Off Road Riding

Cycling as transport!

A few years ago I had the dubious pleasure of attending a session entitles ‘My Cycling Vision’, given by a long forgotten Bristol councillor, hosted by one of Bristol’s cycling pressure groups.

Since then I have watched with interest to see how that stumbling vision was put into practice. Not well. Painted cycle lanes and unenforceable advanced stop lines, cycle lanes that run against the traffic, wholesale road narrowing, and the well recounted cycle lanes that end where the road becomes dangerous.

It’s not all bad though, there are some great routes out of the city, although they seem to be constantly under threat as bus routes, to replace the 100’s of cyclists that commute on them every day, with no proposed replacements.

In all the £23,000,000 that was supposed to be spent seems to have gone.

The danger of high profile spending with (apparently) large numbers attached is that it raises expectation. It raises the expectation of cyclists that they are considered to be tax-paying members of society who do not expect to have their lives risked at the angry whim of a commuter confused by Bristol’s traffic system or 20 seconds late on the school run.
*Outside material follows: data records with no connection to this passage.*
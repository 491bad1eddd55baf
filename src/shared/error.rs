use std::fmt;
use std::path::PathBuf;
use thiserror::Error;

/// Exit codes for the CLI application.
///
/// Generation is all-or-nothing, so every application failure maps to the
/// same code; clap reports argument errors with its own code.
#[derive(Debug, Clone, Copy, PartialEq, Eq)]
#[repr(i32)]
pub enum ExitCode {
    /// Script (and documentation, when requested) generated
    Success = 0,
    /// Any fatal error: unresolvable image, broken link, I/O, bad fragment
    GenerationFailed = 1,
    /// Invalid command-line arguments (clap parsing errors)
    InvalidArguments = 2,
}

impl ExitCode {
    /// Convert to i32 for use with std::process::exit
    pub fn as_i32(self) -> i32 {
        self as i32
    }
}

impl fmt::Display for ExitCode {
    fn fmt(&self, f: &mut fmt::Formatter<'_>) -> fmt::Result {
        match self {
            ExitCode::Success => write!(f, "Success (0)"),
            ExitCode::GenerationFailed => write!(f, "Generation Failed (1)"),
            ExitCode::InvalidArguments => write!(f, "Invalid Arguments (2)"),
        }
    }
}

/// A Dockerfile link that failed verification.
#[derive(Debug, Clone, PartialEq, Eq)]
pub struct BrokenLink {
    pub image: String,
    pub url: String,
    pub reason: String,
}

impl fmt::Display for BrokenLink {
    fn fmt(&self, f: &mut fmt::Formatter<'_>) -> fmt::Result {
        write!(f, "{} ({}): {}", self.image, self.url, self.reason)
    }
}

fn list_broken_links(links: &[BrokenLink]) -> String {
    links
        .iter()
        .map(|link| format!("  - {}", link))
        .collect::<Vec<_>>()
        .join("\n")
}

/// Application-specific errors for build script generation.
///
/// Every variant is fatal to the run; nothing is written once one is raised.
#[derive(Debug, Error)]
pub enum BuildHelperError {
    #[error("Failed to parse docker-compose fragment: {path}\nDetails: {details}\n\n💡 Hint: Please verify that the fragment is a valid YAML mapping")]
    FragmentParseError { path: PathBuf, details: String },

    #[error("Missing image info: {image}\n\n💡 Hint: Add a recipe for this image to the resolution table")]
    ResolutionError { image: String },

    #[error("{count} broken Dockerfile link(s) detected:\n{}\n\n💡 Hint: Check that the image tag matches an existing git ref in the upstream repository", list_broken_links(.links))]
    BrokenLinks {
        count: usize,
        links: Vec<BrokenLink>,
    },

    #[error("Markdown document has no status table: {path}\nReason: the line starting with \"{marker}\" was not found\n\n💡 Hint: Add a table header line starting with \"{marker}\" where the table should be generated")]
    DocumentFormatError { path: PathBuf, marker: String },

    #[error("Fragment directory not found: {path}\nReason: {reason}\n\n💡 Hint: Pass the directory explicitly with --fragments")]
    FragmentDirectoryNotFound { path: PathBuf, reason: String },

    #[error("Failed to read file: {path}\nDetails: {details}\n\n💡 Hint: Please verify that the file exists and you have read permissions")]
    FileReadError { path: PathBuf, details: String },

    #[error("Failed to write to file: {path}\nDetails: {details}\n\n💡 Hint: Please verify that the directory exists and you have write permissions")]
    FileWriteError { path: PathBuf, details: String },

    #[error("Invalid config: {message}")]
    InvalidConfig { message: String },
}

impl BuildHelperError {
    pub fn broken_links(links: Vec<BrokenLink>) -> Self {
        BuildHelperError::BrokenLinks {
            count: links.len(),
            links,
        }
    }
}

#[cfg(test)]
mod tests {
    use super::*;

    #[test]
    fn test_exit_code_values() {
        assert_eq!(ExitCode::Success.as_i32(), 0);
        assert_eq!(ExitCode::GenerationFailed.as_i32(), 1);
        assert_eq!(ExitCode::InvalidArguments.as_i32(), 2);
    }

    #[test]
    fn test_exit_code_display() {
        assert_eq!(format!("{}", ExitCode::Success), "Success (0)");
        assert_eq!(
            format!("{}", ExitCode::GenerationFailed),
            "Generation Failed (1)"
        );
        assert_eq!(
            format!("{}", ExitCode::InvalidArguments),
            "Invalid Arguments (2)"
        );
    }

    #[test]
    fn test_fragment_parse_error_display() {
        let error = BuildHelperError::FragmentParseError {
            path: PathBuf::from("/fragments/bitcoin.yml"),
            details: "did not find expected key".to_string(),
        };
        let display = format!("{}", error);
        assert!(display.contains("Failed to parse docker-compose fragment"));
        assert!(display.contains("/fragments/bitcoin.yml"));
        assert!(display.contains("did not find expected key"));
        assert!(display.contains("💡 Hint:"));
    }

    #[test]
    fn test_resolution_error_display() {
        let error = BuildHelperError::ResolutionError {
            image: "someone/unknown:1.0".to_string(),
        };
        let display = format!("{}", error);
        assert!(display.starts_with("Missing image info: someone/unknown:1.0"));
    }

    #[test]
    fn test_broken_links_display_lists_every_link() {
        let error = BuildHelperError::broken_links(vec![
            BrokenLink {
                image: "lnd:0.5".to_string(),
                url: "https://github.com/btcpayserver/lnd/raw/basedon-0.5/linuxamd64.Dockerfile"
                    .to_string(),
                reason: "HTTP 404 Not Found".to_string(),
            },
            BrokenLink {
                image: "tor:0.3".to_string(),
                url: "https://github.com/btcpayserver/dockerfile-deps/raw/Tor/0.3/linuxamd64.Dockerfile"
                    .to_string(),
                reason: "HTTP 404 Not Found".to_string(),
            },
        ]);
        let display = format!("{}", error);
        assert!(display.starts_with("2 broken Dockerfile link(s) detected"));
        assert!(display.contains("lnd:0.5"));
        assert!(display.contains("tor:0.3"));
        assert!(display.contains("HTTP 404 Not Found"));
    }

    #[test]
    fn test_document_format_error_display() {
        let error = BuildHelperError::DocumentFormatError {
            path: PathBuf::from("README.md"),
            marker: "| Image |".to_string(),
        };
        let display = format!("{}", error);
        assert!(display.contains("README.md"));
        assert!(display.contains("\"| Image |\""));
    }

    #[test]
    fn test_file_write_error_display() {
        let error = BuildHelperError::FileWriteError {
            path: PathBuf::from("/test/build-all.sh"),
            details: "Permission denied".to_string(),
        };
        let display = format!("{}", error);
        assert!(display.contains("Failed to write to file"));
        assert!(display.contains("/test/build-all.sh"));
        assert!(display.contains("Permission denied"));
    }
}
As a cyclist you are at the forefront of the most important transport revolutions of the modern era. To genuinely reduce the environmental impact of the modern requirement for transport cycling is the most valid option. Mass transportation, whilst effective and popular, is at odds with the post-modern individualism and the freedom of personal transportation.

Expenditure on a real cycling network to enable short and medium length journeys – the most common length journeys - is critical.

A cycling network should reflect the current paradigm of the road network. It should be usable in all weather conditions, it should be clean, safe, well maintained, well lit, be wide enough for cyclists to pass traveling in the same direction as well as in opposite directions.

It should not be a wide pavement with dangerous junctions where roads cross, and badly designed, poorly signposted areas where it rejoins roads, it should not be dirty, narrow, or populated by dog walkers or mothers with prams.

A cycle network should not be an afterthought of the road network any more than the road network is an afterthought of the rail network, or the railways of the canals.

The political will to create this cannot pander to the car industry, but should recognise the value of the bike industry, an industry with genuine technical innovation, relatively low barriers to entry, and low cost products, yet still worth billions of pounds a year.

The other government favoured employer, the building industry, can only benefit from a cycling development programme, not only having less environmental impact as an industry, but also improving the standard of living of society as a whole. Even if developers were only granted planning permission on the basis of including an effective cycling network as part of a modern development, in the same way that supermarkets are often required to have some civic responsibility, it would be a good start.

A cycle network is not just a city-wide project, it’s a country-wide project.

As a cyclist you are also at the forefront of the battle against public ignorance.

We will be satisfied when children ride to school because it’s the quickest, cheapest, safest and most fun form of travel. We will be satisfied when we get our money’s worth from the road budget.

Can we develop a real cycling vision that really works for cyclists? Let’s try it and get behind the Bristol Cycling Manifesto.